- _Try it_
Whenever the word "tokens" appears in a line of the data below, copy that line.

- _Supplied records_
----
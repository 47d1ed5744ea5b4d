use axum::Json;
use axum::extract::{Query, State};
use storekeep_application::CatalogPageQuery;
use storekeep_domain::ProductSort;

use crate::dto::{ProductListQuery, ProductPageResponse};
use crate::error::ApiResult;
use crate::state::AppState;

/// Storefront listings show a shorter page than the admin catalog.
const STOREFRONT_PAGE_SIZE: usize = 8;

/// Maps the storefront's sort tokens; the storefront browses by name unless
/// asked otherwise.
fn storefront_sort(token: Option<&str>) -> ProductSort {
    match token.unwrap_or_default() {
        "name_desc" => ProductSort::NameDesc,
        "price" => ProductSort::PriceAsc,
        "price_desc" => ProductSort::PriceDesc,
        _ => ProductSort::NameAsc,
    }
}

pub async fn list_products_handler(
    State(state): State<AppState>,
    Query(query): Query<ProductListQuery>,
) -> ApiResult<Json<ProductPageResponse>> {
    let page = state
        .catalog_service
        .browse(CatalogPageQuery {
            search: query.search,
            sort: storefront_sort(query.sort.as_deref()),
            page: query.page.unwrap_or(1),
            page_size: STOREFRONT_PAGE_SIZE,
        })
        .await?;

    Ok(Json(ProductPageResponse::from(page)))
}
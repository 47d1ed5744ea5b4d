//! Shared primitives for all Rust crates in Storekeep.

#![forbid(unsafe_code)]

/// Authentication primitives shared across services.
pub mod auth;

use serde::{Deserialize, Serialize};
use thiserror::Error;

pub use auth::UserIdentity;

/// Result type used across Storekeep crates.
pub type AppResult<T> = Result<T, AppError>;

/// A validated non-empty UTF-8 string.
#[derive(Debug, Clone, PartialEq, Eq, Hash, Serialize, Deserialize)]
pub struct NonEmptyString(String);

impl NonEmptyString {
    /// Creates a validated non-empty string.
    pub fn new(value: impl Into<String>) -> AppResult<Self> {
        let value = value.into();
        if value.trim().is_empty() {
            return Err(AppError::Validation(
                "value must not be empty or whitespace".to_owned(),
            ));
        }

        Ok(Self(value))
    }

    /// Returns the underlying string slice.
    #[must_use]
    pub fn as_str(&self) -> &str {
        self.0.as_str()
    }
}

impl From<NonEmptyString> for String {
    fn from(value: NonEmptyString) -> Self {
        value.0
    }
}

/// Common application error categories.
#[derive(Debug, Error)]
pub enum AppError {
    /// Invalid input or violated invariant.
    #[error("validation error: {0}")]
    Validation(String),

    /// Requested resource does not exist.
    #[error("not found: {0}")]
    NotFound(String),

    /// Write operation conflicts with existing state.
    #[error("conflict: {0}")]
    Conflict(String),

    /// User is not authenticated or not allowed to access a resource.
    #[error("unauthorized: {0}")]
    Unauthorized(String),

    /// User is authenticated but blocked by authorization policy.
    #[error("forbidden: {0}")]
    Forbidden(String),

    /// Checkout was attempted against a cart with no lines.
    #[error("cart is empty")]
    EmptyCart,

    /// The backing store failed to read or write.
    #[error("persistence error: {0}")]
    Persistence(String),

    /// Internal unexpected error.
    #[error("internal error: {0}")]
    Internal(String),
}
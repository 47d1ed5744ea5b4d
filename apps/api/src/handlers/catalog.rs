use axum::Json;
use axum::extract::{Extension, Path, Query, State};
use storekeep_application::CatalogPageQuery;
use storekeep_core::UserIdentity;
use storekeep_domain::{ProductDraft, ProductId, ProductSort};

use crate::dto::{
    GenericMessageResponse, ProductListQuery, ProductPageResponse, ProductResponse,
    SaveProductRequest,
};
use crate::error::ApiResult;
use crate::state::AppState;

/// The admin catalog pages in tens.
const CATALOG_PAGE_SIZE: usize = 10;

/// Maps the admin catalog's sort tokens; anything unknown falls back to the
/// stable id order.
fn catalog_sort(token: Option<&str>) -> ProductSort {
    match token.unwrap_or_default() {
        "name_asc" => ProductSort::NameAsc,
        "name_desc" => ProductSort::NameDesc,
        "price_asc" => ProductSort::PriceAsc,
        "price_desc" => ProductSort::PriceDesc,
        _ => ProductSort::Default,
    }
}

fn draft_from(request: SaveProductRequest) -> storekeep_core::AppResult<ProductDraft> {
    ProductDraft::new(
        request.name,
        request.unit,
        request.price,
        request.quantity,
        request.photo,
    )
}

pub async fn list_catalog_handler(
    State(state): State<AppState>,
    Query(query): Query<ProductListQuery>,
) -> ApiResult<Json<ProductPageResponse>> {
    let page = state
        .catalog_service
        .browse(CatalogPageQuery {
            search: query.search,
            sort: catalog_sort(query.sort.as_deref()),
            page: query.page.unwrap_or(1),
            page_size: CATALOG_PAGE_SIZE,
        })
        .await?;

    Ok(Json(ProductPageResponse::from(page)))
}

pub async fn get_product_handler(
    State(state): State<AppState>,
    Path(product_id): Path<i64>,
) -> ApiResult<Json<ProductResponse>> {
    let product = state
        .catalog_service
        .find(ProductId::new(product_id))
        .await?;

    Ok(Json(ProductResponse::from(product)))
}

pub async fn create_product_handler(
    State(state): State<AppState>,
    Extension(user): Extension<UserIdentity>,
    Json(request): Json<SaveProductRequest>,
) -> ApiResult<Json<ProductResponse>> {
    let draft = draft_from(request)?;
    let product = state.catalog_service.create(&user, draft).await?;

    Ok(Json(ProductResponse::from(product)))
}

pub async fn update_product_handler(
    State(state): State<AppState>,
    Extension(user): Extension<UserIdentity>,
    Path(product_id): Path<i64>,
    Json(request): Json<SaveProductRequest>,
) -> ApiResult<Json<ProductResponse>> {
    let draft = draft_from(request)?;
    let product = state
        .catalog_service
        .update(&user, ProductId::new(product_id), draft)
        .await?;

    Ok(Json(ProductResponse::from(product)))
}

pub async fn delete_product_handler(
    State(state): State<AppState>,
    Extension(user): Extension<UserIdentity>,
    Path(product_id): Path<i64>,
) -> ApiResult<Json<GenericMessageResponse>> {
    state
        .catalog_service
        .delete(&user, ProductId::new(product_id))
        .await?;

    Ok(Json(GenericMessageResponse {
        message: "product deleted".to_owned(),
    }))
}
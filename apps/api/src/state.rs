use std::sync::Arc;

use storekeep_application::{
    AuditService, CartService, CatalogService, OrderService, ProfileService, UserDirectory,
};

/// Shared application state.
#[derive(Clone)]
pub struct AppState {
    pub catalog_service: CatalogService,
    pub cart_service: CartService,
    pub order_service: OrderService,
    pub audit_service: AuditService,
    pub profile_service: ProfileService,
    pub user_directory: Arc<dyn UserDirectory>,
    pub frontend_url: String,
}
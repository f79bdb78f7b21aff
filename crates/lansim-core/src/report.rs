//! Best-effort report sink.

use std::io::Write;

/// Wraps the writable sink where simulation output is reported.
///
/// Writes are best-effort: an I/O failure never reaches the caller, the
/// affected text is simply lost. Each dropped write is counted and logged
/// at the warn level, so the policy is observable without being fatal.
pub struct Report<W: Write> {
    sink: W,
    dropped_writes: usize,
}

impl<W: Write> Report<W> {
    /// Creates a report over an already-open sink.
    pub fn new(sink: W) -> Self {
        Self {
            sink,
            dropped_writes: 0,
        }
    }

    /// Appends text to the sink and flushes it.
    ///
    /// On failure the text is dropped and the simulation continues.
    pub fn append(&mut self, text: &str) {
        let result = self
            .sink
            .write_all(text.as_bytes())
            .and_then(|_| self.sink.flush());
        if let Err(e) = result {
            self.dropped_writes += 1;
            crate::log_warn!("report", "write to report sink dropped: {}", e);
        }
    }

    /// Returns the number of appends lost to sink failures.
    pub fn dropped_writes(&self) -> usize {
        self.dropped_writes
    }

    /// Consumes the report and returns the underlying sink.
    pub fn into_inner(self) -> W {
        self.sink
    }
}
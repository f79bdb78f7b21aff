//! Packets circulating in the ring.

use serde::Serialize;

/// An addressed message passed from node to successor around the token ring.
///
/// A packet is created per simulated send, consumed during one traversal and
/// then discarded; no node stores it.
#[derive(Clone, Debug, Serialize)]
pub struct Packet {
    /// Payload text, either a pseudo-PostScript document or plain ASCII.
    pub payload: String,
    /// Name of the sending node.
    pub origin: String,
    /// Name of the intended receiving node.
    pub destination: String,
}

impl Packet {
    /// Creates a new packet.
    pub fn new(payload: &str, origin: &str, destination: &str) -> Self {
        Self {
            payload: payload.to_string(),
            origin: origin.to_string(),
            destination: destination.to_string(),
        }
    }
}
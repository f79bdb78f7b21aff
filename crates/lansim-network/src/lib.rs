#![warn(missing_docs)]
#![doc = include_str!("../README.md")]

pub mod document;
pub mod network;
pub mod node;
pub mod packet;
pub mod render;
pub mod topology;

pub use document::{DocumentFormat, PrintJob};
pub use network::Network;
pub use node::{Node, NodeId, NodeKind};
pub use packet::Packet;
pub use render::RenderMode;
pub use topology::Topology;
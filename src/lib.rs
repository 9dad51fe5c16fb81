// Copyright (c) 2026 Bountyy Oy. All rights reserved.
// This software is proprietary and confidential.

//! # forge-internal - Internal API Client
//!
//! Builds and sends requests from a forge's web-facing process to its own
//! privileged, same-host internal API.
//!
//! ## Features
//!
//! - Bearer auth: shared internal token, read at build time so it can rotate
//! - Transport selection: TCP (optionally TLS) or a Unix domain socket
//! - Internal TLS: server name pinned to the configured domain, chain not verified
//! - Cancellation: every dial, handshake and read observes the caller's context
//! - Error envelopes: `{"err": "..."}` bodies decoded without ever failing
//! - Manager calls: shutdown, restart, flush queues, logging control
//!
//! ## Example
//!
//! ```rust,no_run
//! use forge_internal::{CallContext, InternalConfig, PrivateClient};
//!
//! #[tokio::main]
//! async fn main() -> Result<(), Box<dyn std::error::Error>> {
//!     let config = InternalConfig::unix_socket("/run/forge/http.sock")
//!         .internal_token("s3cret")
//!         .domain("git.example.com");
//!     let client = PrivateClient::new(config);
//!
//!     let ctx = CallContext::background();
//!     let message = client.restart(&ctx).await?;
//!     println!("{}", message);
//!
//!     Ok(())
//! }
//! ```

pub mod config;
pub mod context;
pub mod error;
pub mod http;
pub mod private;
pub mod transport;

#[cfg(test)]
pub(crate) mod testing;

// Re-exports for convenience

// Configuration
pub use config::{InternalConfig, InternalToken, Protocol};

// Cancellation
pub use context::CallContext;

// Errors
pub use error::{Error, ErrorContext, Result};

// HTTP
pub use crate::http::{Request, Response};

// Internal API
pub use private::{decode_json_error, ErrorEnvelope, FlushOptions, PrivateClient};

// Transport
pub use transport::{Connection, Dialer, TcpDialer, TlsClientConfig, Transport, UnixDialer};

/// forge-internal version
pub const VERSION: &str = env!("CARGO_PKG_VERSION");
// Copyright (c) 2026 Bountyy Oy. All rights reserved.
// This software is proprietary and confidential.

//! Client for the forge's same-host internal API
//!
//! Every internal call is built the same way:
//!
//! 1. [`PrivateClient::new_request`] binds the call context and sets
//!    `Authorization: Bearer <internal token>`, reading the token at build
//!    time so rotation takes effect without a restart.
//! 2. [`PrivateClient::new_internal_request`] adds TLS settings that skip
//!    certificate verification but present the configured domain as server
//!    name, and in Unix socket mode overrides the transport so every dial
//!    lands on the configured socket path.
//!
//! Certificate verification is off. The internal API must only be reachable
//! from the local host; its certificate does not chain to a public root.

mod manager;

use std::sync::Arc;

use serde::{Deserialize, Deserializer, Serialize};
use tracing::debug;

use crate::config::InternalConfig;
use crate::context::CallContext;
use crate::error::{Error, Result};
use crate::http::{Request, Response};
use crate::transport::{Dialer, TlsClientConfig, Transport};

pub use manager::FlushOptions;

/// Error body returned by the internal API: `{"err": "<message>"}`
#[derive(Debug, Clone, Default, PartialEq, Eq, Serialize, Deserialize)]
pub struct ErrorEnvelope {
    #[serde(default, deserialize_with = "null_as_empty")]
    pub err: String,
}

fn null_as_empty<'de, D>(deserializer: D) -> std::result::Result<String, D::Error>
where
    D: Deserializer<'de>,
{
    Ok(Option::<String>::deserialize(deserializer)?.unwrap_or_default())
}

/// Decode the error envelope of an internal API response.
///
/// Only the first JSON value of the body is read; anything after it is
/// ignored. Never fails: when the body is not a valid envelope, the decoder's
/// own error description becomes the message, so callers always have
/// something to report.
pub fn decode_json_error(response: &Response) -> ErrorEnvelope {
    let mut values =
        serde_json::Deserializer::from_slice(&response.body).into_iter::<ErrorEnvelope>();
    match values.next() {
        Some(Ok(envelope)) => envelope,
        Some(Err(e)) => ErrorEnvelope { err: e.to_string() },
        // Blank body: report the decoder's end-of-input error.
        None => ErrorEnvelope {
            err: serde_json::from_slice::<ErrorEnvelope>(&response.body)
                .err()
                .map_or_else(|| "EOF".to_string(), |e| e.to_string()),
        },
    }
}

/// Builds authenticated requests to the internal API
///
/// The transport strategy is selected once from the configuration; cloning
/// is cheap and clones share configuration and token.
#[derive(Debug, Clone)]
pub struct PrivateClient {
    config: Arc<InternalConfig>,
    transport: Transport,
    dialer: Option<Arc<dyn Dialer>>,
}

impl PrivateClient {
    /// Create a client, selecting the transport from `config.protocol`
    pub fn new(config: InternalConfig) -> Self {
        let transport = Transport::from_config(&config);
        let dialer = transport.dialer();
        Self {
            config: Arc::new(config),
            transport,
            dialer,
        }
    }

    /// Configuration in use
    pub fn config(&self) -> &InternalConfig {
        &self.config
    }

    /// Selected transport strategy
    pub fn transport(&self) -> &Transport {
        &self.transport
    }

    /// Absolute URL of an internal API path, e.g. `manager/shutdown`
    pub fn internal_url(&self, path: &str) -> String {
        format!(
            "{}api/internal/{}",
            self.config.local_url(),
            path.trim_start_matches('/')
        )
    }

    /// Authenticated request bound to `ctx`. No I/O happens here.
    pub fn new_request(&self, ctx: &CallContext, url: &str, method: &str) -> Result<Request> {
        let token = self.config.internal_token.get();
        Request::new(url, method)?
            .with_context(ctx.clone())
            .bearer_auth(&token)
    }

    /// Authenticated request with the internal TLS settings and, in Unix
    /// socket mode, the socket transport override.
    pub fn new_internal_request(
        &self,
        ctx: &CallContext,
        url: &str,
        method: &str,
    ) -> Result<Request> {
        let mut req = self
            .new_request(ctx, url, method)?
            .set_tls_client_config(TlsClientConfig::insecure(&self.config.domain));

        if let Some(ref dialer) = self.dialer {
            req = req.set_transport(dialer.clone());
        }

        debug!(
            method = %req.method,
            url = %req.url,
            transport = ?self.transport,
            "built internal request"
        );
        Ok(req)
    }

    /// Send `req`; anything but 200 becomes [`Error::Internal`] carrying the
    /// decoded envelope message.
    pub(crate) async fn call(&self, req: Request) -> Result<Response> {
        let resp = req.send().await?;
        if resp.status != http::StatusCode::OK {
            debug!(
                status = resp.status_code(),
                content_type = resp.content_type().unwrap_or("-"),
                "internal API rejected call"
            );
            let envelope = decode_json_error(&resp);
            return Err(Error::internal(resp.status_code(), envelope.err));
        }
        Ok(resp)
    }
}

#[cfg(test)]
mod tests {
    use std::path::PathBuf;

    use bytes::Bytes;
    use http::{HeaderMap, StatusCode};
    use url::Url;

    use super::*;
    use crate::config::{InternalToken, Protocol};
    use crate::transport::UnixDialer;

    fn response(body: &'static str) -> Response {
        Response::new(
            StatusCode::INTERNAL_SERVER_ERROR,
            HeaderMap::new(),
            Bytes::from(body),
            Url::parse("http://localhost:3000/api/internal/manager/shutdown").unwrap(),
            1,
        )
    }

    #[test]
    fn test_decode_envelope() {
        assert_eq!(decode_json_error(&response(r#"{"err":"boom"}"#)).err, "boom");
        assert_eq!(decode_json_error(&response(r#"{"other":1}"#)).err, "");
        assert_eq!(decode_json_error(&response(r#"{"err":null}"#)).err, "");
    }

    #[test]
    fn test_decode_envelope_reads_first_value_only() {
        assert_eq!(
            decode_json_error(&response(r#"{"err":"boom"}garbage"#)).err,
            "boom"
        );
        assert_eq!(
            decode_json_error(&response("{\"err\":\"boom\"}\n{\"err\":\"second\"}")).err,
            "boom"
        );
        assert_eq!(
            decode_json_error(&response("  {\"err\":\"padded\"}\n")).err,
            "padded"
        );
    }

    #[test]
    fn test_decode_envelope_degrades_to_parse_error() {
        let expected = serde_json::from_slice::<ErrorEnvelope>(b"")
            .unwrap_err()
            .to_string();
        let envelope = decode_json_error(&response(""));
        assert!(!envelope.err.is_empty());
        assert_eq!(envelope.err, expected);

        let envelope = decode_json_error(&response(" \n"));
        assert!(envelope.err.starts_with("EOF"));

        let envelope = decode_json_error(&response("<html>502 Bad Gateway</html>"));
        assert!(!envelope.err.is_empty());

        let envelope = decode_json_error(&response(r#"{"err":42}"#));
        assert!(envelope.err.contains("invalid type"));
    }

    #[test]
    fn test_bearer_header_tracks_rotation() {
        let token = InternalToken::new("first-secret");
        let client = PrivateClient::new(InternalConfig::new().token_handle(token.clone()));
        let ctx = CallContext::background();
        let url = client.internal_url("manager/shutdown");

        let first = client.new_request(&ctx, &url, "POST").unwrap();
        token.set("second-secret");
        let second = client.new_request(&ctx, &url, "POST").unwrap();

        assert_eq!(first.authorization(), Some("Bearer first-secret"));
        assert_eq!(second.authorization(), Some("Bearer second-secret"));
    }

    #[test]
    fn test_new_request_propagates_construction_errors() {
        let client = PrivateClient::new(InternalConfig::new().internal_token("s"));
        let ctx = CallContext::background();

        assert!(matches!(
            client.new_request(&ctx, "::not-a-url::", "GET"),
            Err(Error::Url(_))
        ));
        assert!(matches!(
            client.new_request(&ctx, "http://localhost/", "BAD METHOD"),
            Err(Error::InvalidMethod(_))
        ));
    }

    #[test]
    fn test_network_mode_has_no_transport_override() {
        let client = PrivateClient::new(
            InternalConfig::new()
                .internal_token("s")
                .protocol(Protocol::Https)
                .domain("git.example.com"),
        );
        let ctx = CallContext::background();
        let req = client
            .new_internal_request(&ctx, &client.internal_url("manager/restart"), "POST")
            .unwrap();

        assert!(req.transport().is_none());
        assert_eq!(
            req.tls_client_config(),
            Some(&TlsClientConfig::insecure("git.example.com"))
        );
        assert!(req.url.as_str().starts_with("https://localhost:3000/api/internal/"));
    }

    #[test]
    fn test_unix_mode_overrides_transport() {
        let client = PrivateClient::new(
            InternalConfig::unix_socket("/run/forge/http.sock")
                .internal_token("s")
                .domain("git.example.com"),
        );
        let ctx = CallContext::background();
        let req = client
            .new_internal_request(&ctx, &client.internal_url("manager/restart"), "POST")
            .unwrap();

        assert_eq!(
            client.transport(),
            &Transport::UnixSocket {
                path: PathBuf::from("/run/forge/http.sock")
            }
        );
        assert!(req.transport().is_some());
        assert_eq!(
            format!("{:?}", req.transport().unwrap()),
            format!("{:?}", UnixDialer::new("/run/forge/http.sock"))
        );
        let tls = req.tls_client_config().unwrap();
        assert!(tls.insecure_skip_verify);
        assert_eq!(tls.server_name, "git.example.com");
        assert_eq!(req.url.as_str(), "http://unix/api/internal/manager/restart");
    }

    #[tokio::test]
    async fn test_concurrent_construction() {
        let client = PrivateClient::new(
            InternalConfig::unix_socket("/run/forge/http.sock").internal_token("shared"),
        );

        let handles: Vec<_> = (0..128)
            .map(|i| {
                let client = client.clone();
                tokio::spawn(async move {
                    let ctx = CallContext::background();
                    let url = client.internal_url(&format!("manager/op-{}", i));
                    client.new_internal_request(&ctx, &url, "POST")
                })
            })
            .collect();

        let requests: Vec<Request> = futures::future::join_all(handles)
            .await
            .into_iter()
            .map(|res| res.unwrap().unwrap())
            .collect();

        assert_eq!(requests.len(), 128);
        for (i, req) in requests.iter().enumerate() {
            assert_eq!(req.authorization(), Some("Bearer shared"));
            assert_eq!(req.url.path(), format!("/api/internal/manager/op-{}", i));
            assert!(req.transport().is_some());
        }
    }
}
----
- _Your solution_
/// Maps the storefront's sort tokens; the storefront browses by name unless
/// Maps the admin catalog's sort tokens; anything unknown falls back to the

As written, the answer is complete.